Mitchell’s questions may matter more than his past answers
WASHINGTON — There’s been a rush of speculation about the answers George Mitchell, President Obama’s newly named special envoy, may bring to Israeli-Palestinian peacemaking.
It’s natural to wonder: Mitchell, 75, a former governor and U.S. senator from Maine who became majority leader, has a long career paved with high-profile problem-solving bids — some successful, others not. He helped broker the successful accords in Northern Ireland; his 2001 report on Israel and the Palestinians, while accepted as a basis for further negotiations by both sides, instead disappeared into the welter of other proposals.
At this stage, however, more than the answers Mitchell arrived at in the past, it is the questions he asks during his tour of the region this week that may provide a better idea of where the new U.S. administration is heading.
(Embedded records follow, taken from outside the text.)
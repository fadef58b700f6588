use super::types::{
    ClaimedUnit, DispatchUnit, EnqueueOutcome, EnqueueRequest, LeaseRecovery, UnitFailure,
};
use crate::error::QueueError;
use async_trait::async_trait;
use chrono::{DateTime, Utc};
use std::sync::Arc;
use std::time::Duration;

/// Storage behind the dispatcher. Claims must be exclusive across every consumer of the same
/// backing store; delivery is at-least-once.
#[async_trait]
pub trait UnitQueue: Send + Sync {
    async fn enqueue(&self, request: EnqueueRequest) -> Result<EnqueueOutcome, QueueError>;

    async fn claim_next(&self) -> Result<Option<ClaimedUnit>, QueueError>;

    /// Settling only applies while `claimed` is still the unit's current claim; `false` means
    /// the lease was recovered in the meantime and the result was dropped.
    async fn mark_completed(
        &self,
        claimed: &ClaimedUnit,
        result_status: &str,
    ) -> Result<bool, QueueError>;

    /// `retry_at = None` makes the failure final.
    async fn mark_failed(
        &self,
        claimed: &ClaimedUnit,
        failure: &UnitFailure,
        retry_at: Option<DateTime<Utc>>,
    ) -> Result<bool, QueueError>;

    /// Units whose claim is older than `lease` go back to pending, or to failed when that claim
    /// was their last attempt.
    async fn requeue_stale(&self, lease: Duration) -> Result<LeaseRecovery, QueueError>;
}

/// Enqueue handle shared by the scheduler, the fan-out step and the CLI.
#[derive(Clone)]
pub struct DispatchClient {
    queue: Arc<dyn UnitQueue>,
    max_attempts: i32,
}

impl DispatchClient {
    pub fn new(queue: Arc<dyn UnitQueue>, max_attempts: i32) -> Self {
        Self {
            queue,
            max_attempts: max_attempts.max(1),
        }
    }

    pub fn queue(&self) -> &Arc<dyn UnitQueue> {
        &self.queue
    }

    pub async fn enqueue(&self, unit: &DispatchUnit) -> Result<EnqueueOutcome, QueueError> {
        let request = EnqueueRequest {
            kind: unit.kind().to_string(),
            payload: serde_json::to_value(unit)?,
            dedupe_key: Some(unit.dedupe_key()),
            max_attempts: self.max_attempts,
        };
        let outcome = self.queue.enqueue(request).await?;
        tracing::debug!(
            unit_id = %outcome.id,
            kind = unit.kind(),
            created = outcome.created,
            "dispatch unit enqueued"
        );
        Ok(outcome)
    }
}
Mitchell’s itinerary, as well as Obama’s comments to an Arab TV network, suggest that the new president is testing the waters of advancing a comprehensive Israeli-Arab peace as opposed to the discrete Israeli-Palestinian agreement that characterized his predecessors.
Obama made it clear that Mitchell’s past was less important than his new status as his proxy when he met Monday — hours before Mitchell left for the region — with the new envoy and U.S. Secretary of State Hillary Rodham Clinton.
“Now, understand that Senator Mitchell is going to be fully empowered by me and fully empowered by Secretary Clinton,” Obama said. “So when he speaks, he will be speaking for us. And I’m hopeful that during this initial trip, one of the earliest initiatives that we have taken diplomatically, that not only is he able to communicate effectively how urgent we consider the issue, but that we’re also going to be able to listen and to learn and to find out what various players in the region are thinking.”
Mitchell, in other words, will be taking his cues from his bosses — and right now, that means he’s on a “listening tour” of the kind made famous during Clinton’s own first 2000 run for the New York Senate.
Hawks and doves in the pro-Israel community have read into the Mitchell selection the wishes and fears that have characterized their approaches in the U.S. Jewish community.
The Zionist Organization of America and Abraham Foxman, the Anti-Defamation League’s national director, have fretted about Mitchell’s “evenhandedness” in the 2001 report, which faulted the Palestinian Authority for hardly attempting to rein in terrorists and Israel for not freezing settlements.